(Saved data entries)

= = =

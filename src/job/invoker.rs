//! Process invoker - launches the engine and bounds its run time.

use std::path::PathBuf;
use std::process::Stdio;
use std::sync::{Arc, Mutex};
use std::time::{Duration, Instant};

use async_trait::async_trait;
use serde::{Deserialize, Serialize};
use tokio::io::{AsyncRead, AsyncReadExt};
use tokio::process::{Child, Command};
use tokio::task::JoinHandle;
use tracing::{debug, info, warn};

use super::config::EngineConfig;
use super::Mode;

/// How long to keep draining stdout/stderr after the engine is gone.
/// Descendants that inherited the pipes can hold them open indefinitely.
const STREAM_DRAIN_GRACE: Duration = Duration::from_secs(2);

/// Environment variable carrying the job id to the engine.
pub const JOB_ID_ENV: &str = "GEN_FORGE_JOB_ID";

/// Environment variable carrying the job workspace to the engine.
pub const OUTPUT_DIR_ENV: &str = "GEN_FORGE_OUTPUT_DIR";

/// Everything needed to launch the engine once.
#[derive(Debug, Clone)]
pub struct Invocation {
    /// Prompt, passed as the last argv element.
    pub prompt: String,
    /// Selects the engine entrypoint.
    pub mode: Mode,
    /// Working directory of the engine process.
    pub work_dir: PathBuf,
    /// Wall-clock budget.
    pub timeout: Duration,
    /// Extra environment variables.
    pub env: Vec<(String, String)>,
}

impl Invocation {
    pub fn new(
        prompt: impl Into<String>,
        mode: Mode,
        work_dir: impl Into<PathBuf>,
        timeout: Duration,
    ) -> Self {
        Self {
            prompt: prompt.into(),
            mode,
            work_dir: work_dir.into(),
            timeout,
            env: Vec::new(),
        }
    }

    /// Adds an environment variable.
    pub fn with_env(mut self, key: impl Into<String>, value: impl Into<String>) -> Self {
        self.env.push((key.into(), value.into()));
        self
    }
}

/// How the engine process ended.
#[derive(Debug, Clone, PartialEq, Eq, Serialize, Deserialize)]
#[serde(tag = "state", rename_all = "snake_case")]
pub enum ProcessStatus {
    /// The process exited on its own. `code` is `None` when killed by a signal.
    Exited { code: Option<i32> },
    /// The budget expired and the process was killed.
    TimedOut,
    /// The process could not be started.
    SpawnFailed { reason: String },
    /// Waiting on the process failed after it started.
    WaitFailed { reason: String },
}

/// Captured result of one engine run.
#[derive(Debug, Clone, PartialEq, Eq, Serialize, Deserialize)]
pub struct ProcessResult {
    pub status: ProcessStatus,
    /// Full standard output (partial when timed out).
    pub stdout: String,
    /// Full standard error (partial when timed out).
    pub stderr: String,
    pub duration: Duration,
}

impl ProcessResult {
    pub fn new(status: ProcessStatus, stdout: String, stderr: String, duration: Duration) -> Self {
        Self {
            status,
            stdout,
            stderr,
            duration,
        }
    }

    /// A process that exited with `code`.
    pub fn exited(code: i32, stdout: impl Into<String>, stderr: impl Into<String>) -> Self {
        Self::new(
            ProcessStatus::Exited { code: Some(code) },
            stdout.into(),
            stderr.into(),
            Duration::ZERO,
        )
    }

    /// A process that could not be started.
    pub fn spawn_failed(reason: impl Into<String>, duration: Duration) -> Self {
        Self::new(
            ProcessStatus::SpawnFailed {
                reason: reason.into(),
            },
            String::new(),
            String::new(),
            duration,
        )
    }

    /// Returns true if the budget expired.
    pub fn timed_out(&self) -> bool {
        matches!(self.status, ProcessStatus::TimedOut)
    }

    /// Exit code, if the process exited normally.
    pub fn exit_code(&self) -> Option<i32> {
        match self.status {
            ProcessStatus::Exited { code } => code,
            _ => None,
        }
    }

    /// Returns true if the process exited with status 0.
    pub fn is_success(&self) -> bool {
        self.exit_code() == Some(0)
    }
}

/// Launches the engine. Implementations never return errors: every way a run
/// can end is a [`ProcessStatus`].
#[async_trait]
pub trait ProcessInvoker: Send + Sync {
    async fn invoke(&self, invocation: &Invocation) -> ProcessResult;
}

/// Invoker that runs the configured engine as a child process.
#[derive(Debug, Clone)]
pub struct EngineInvoker {
    engine: EngineConfig,
}

impl EngineInvoker {
    pub fn new(engine: EngineConfig) -> Self {
        Self { engine }
    }

    /// Builds the command for an invocation without spawning it.
    fn command(&self, invocation: &Invocation) -> Command {
        let entry = self.engine.entry(invocation.mode);
        let program = entry.resolved_program(&self.engine.dir);
        let argv = entry.argv(&self.engine.dir, &invocation.prompt);

        debug!(
            "Engine argv for {} mode: {} {:?}",
            invocation.mode,
            program.display(),
            argv
        );

        let mut cmd = Command::new(program);
        cmd.args(&argv)
            .current_dir(&invocation.work_dir)
            .stdin(Stdio::null())
            .stdout(Stdio::piped())
            .stderr(Stdio::piped())
            .kill_on_drop(true);

        for (key, value) in &invocation.env {
            cmd.env(key, value);
        }

        // Own process group so a timeout can take down the engine's children too
        #[cfg(unix)]
        cmd.process_group(0);

        cmd
    }
}

#[async_trait]
impl ProcessInvoker for EngineInvoker {
    async fn invoke(&self, invocation: &Invocation) -> ProcessResult {
        let start = Instant::now();
        let program = self.engine.entry(invocation.mode).program.clone();

        let mut child = match self.command(invocation).spawn() {
            Ok(child) => child,
            Err(e) => {
                warn!("Failed to spawn engine {}: {}", program, e);
                return ProcessResult::spawn_failed(
                    format!("Failed to spawn {}: {}", program, e),
                    start.elapsed(),
                );
            }
        };

        info!(
            "Started engine {} (pid {:?}) in {} with a {:?} budget",
            program,
            child.id(),
            invocation.work_dir.display(),
            invocation.timeout
        );

        let stdout = child.stdout.take().map(StreamCapture::spawn);
        let stderr = child.stderr.take().map(StreamCapture::spawn);

        let status = match tokio::time::timeout(invocation.timeout, child.wait()).await {
            Ok(Ok(status)) => ProcessStatus::Exited {
                code: status.code(),
            },
            Ok(Err(e)) => {
                warn!("Lost track of engine {}: {}", program, e);
                terminate(&mut child).await;
                ProcessStatus::WaitFailed {
                    reason: e.to_string(),
                }
            }
            Err(_) => {
                warn!(
                    "Engine {} exceeded its {:?} budget; killing it",
                    program, invocation.timeout
                );
                terminate(&mut child).await;
                ProcessStatus::TimedOut
            }
        };

        let (stdout, stderr) =
            tokio::join!(StreamCapture::finish(stdout), StreamCapture::finish(stderr));
        let duration = start.elapsed();

        debug!(
            "Engine {} finished with {:?} after {:?} ({} bytes stdout, {} bytes stderr)",
            program,
            status,
            duration,
            stdout.len(),
            stderr.len()
        );

        ProcessResult::new(status, stdout, stderr, duration)
    }
}

/// Kills the engine and its process group, then reaps it.
async fn terminate(child: &mut Child) {
    signal_group(child).await;

    if let Err(e) = child.kill().await {
        // Already reaped if the group kill got there first
        debug!("kill after group signal: {}", e);
    }
    if let Err(e) = child.wait().await {
        warn!("Failed to reap engine process: {}", e);
    }
}

#[cfg(unix)]
async fn signal_group(child: &Child) {
    use nix::sys::signal::{killpg, Signal};
    use nix::unistd::Pid;

    let Some(pid) = child.id().and_then(|id| i32::try_from(id).ok()) else {
        return;
    };
    // The engine leads its own group, so its pid is the pgid
    if let Err(e) = killpg(Pid::from_raw(pid), Signal::SIGKILL) {
        warn!("Failed to signal process group {}: {}", pid, e);
    }
}

#[cfg(not(unix))]
async fn signal_group(_child: &Child) {}

/// Background reader that accumulates a child stream.
///
/// The buffer is shared so that whatever was read survives if the reader has
/// to be abandoned.
struct StreamCapture {
    buffer: Arc<Mutex<Vec<u8>>>,
    task: JoinHandle<()>,
}

impl StreamCapture {
    fn spawn<R>(mut stream: R) -> Self
    where
        R: AsyncRead + Unpin + Send + 'static,
    {
        let buffer = Arc::new(Mutex::new(Vec::new()));
        let sink = Arc::clone(&buffer);
        let task = tokio::spawn(async move {
            let mut chunk = [0u8; 8192];
            loop {
                match stream.read(&mut chunk).await {
                    Ok(0) => break,
                    Ok(n) => sink
                        .lock()
                        .unwrap_or_else(|poisoned| poisoned.into_inner())
                        .extend_from_slice(&chunk[..n]),
                    Err(e) => {
                        debug!("Stopped reading engine stream: {}", e);
                        break;
                    }
                }
            }
        });
        Self { buffer, task }
    }

    async fn finish(capture: Option<Self>) -> String {
        let Some(capture) = capture else {
            return String::new();
        };

        let mut task = capture.task;
        if tokio::time::timeout(STREAM_DRAIN_GRACE, &mut task).await.is_err() {
            warn!("Engine stream still open after exit; keeping partial output");
            task.abort();
        }

        let bytes = capture
            .buffer
            .lock()
            .unwrap_or_else(|poisoned| poisoned.into_inner());
        String::from_utf8_lossy(&bytes).into_owned()
    }
}

#[cfg(test)]
mod tests {
    use super::*;
    use crate::job::config::EngineEntry;

    #[test]
    fn test_process_result_states() {
        let ok = ProcessResult::exited(0, "out", "");
        assert!(ok.is_success());
        assert!(!ok.timed_out());
        assert_eq!(ok.exit_code(), Some(0));

        let failed = ProcessResult::exited(1, "", "boom");
        assert!(!failed.is_success());
        assert_eq!(failed.exit_code(), Some(1));

        let spawn = ProcessResult::spawn_failed("missing", Duration::ZERO);
        assert!(!spawn.is_success());
        assert_eq!(spawn.exit_code(), None);

        let timeout = ProcessResult::new(
            ProcessStatus::TimedOut,
            String::new(),
            String::new(),
            Duration::from_secs(1),
        );
        assert!(timeout.timed_out());
        assert!(!timeout.is_success());
    }

    #[test]
    fn test_invocation_builder() {
        let invocation = Invocation::new("p", Mode::Text, "/tmp", Duration::from_secs(1))
            .with_env(JOB_ID_ENV, "job-1");
        assert_eq!(invocation.env, vec![(JOB_ID_ENV.to_string(), "job-1".to_string())]);
    }

    #[tokio::test]
    async fn test_missing_program_is_spawn_failure() {
        let engine = EngineConfig {
            dir: PathBuf::from("."),
            text: EngineEntry::program("gen-forge-definitely-missing-engine"),
            artifact: EngineEntry::program("gen-forge-definitely-missing-engine"),
        };
        let invoker = EngineInvoker::new(engine);
        let dir = std::env::temp_dir();

        let result = invoker
            .invoke(&Invocation::new("hi", Mode::Text, dir, Duration::from_secs(5)))
            .await;

        assert!(matches!(result.status, ProcessStatus::SpawnFailed { .. }));
    }

    #[cfg(unix)]
    #[tokio::test]
    async fn test_captures_both_streams() {
        let engine = EngineConfig {
            dir: PathBuf::from("."),
            text: EngineEntry::program("sh")
                .with_arg("-c")
                .with_arg("printf 'out:%s' \"$0\"; printf err >&2"),
            artifact: EngineEntry::program("false"),
        };
        let invoker = EngineInvoker::new(engine);

        let result = invoker
            .invoke(&Invocation::new(
                "a b",
                Mode::Text,
                std::env::temp_dir(),
                Duration::from_secs(10),
            ))
            .await;

        assert!(result.is_success(), "unexpected result: {:?}", result);
        assert_eq!(result.stdout, "out:a b");
        assert_eq!(result.stderr, "err");
    }

    #[cfg(unix)]
    #[tokio::test]
    async fn test_stream_drain_grace_is_shared_by_both_streams() {
        let engine = EngineConfig {
            dir: PathBuf::from("."),
            text: EngineEntry::program("sh")
                .with_arg("-c")
                .with_arg("(sleep 5; printf late) & printf early"),
            artifact: EngineEntry::program("false"),
        };
        let invoker = EngineInvoker::new(engine);

        let start = Instant::now();
        let result = invoker
            .invoke(&Invocation::new(
                "x",
                Mode::Text,
                std::env::temp_dir(),
                Duration::from_secs(10),
            ))
            .await;

        assert!(result.is_success(), "unexpected result: {:?}", result);
        assert_eq!(result.stdout, "early");
        assert!(
            start.elapsed() < STREAM_DRAIN_GRACE + Duration::from_millis(1500),
            "drain took {:?}",
            start.elapsed()
        );
    }
}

= = =

Each line of the records above that holds the word "tokio" should be counted, and only the final number stated.

• _Result below_:
10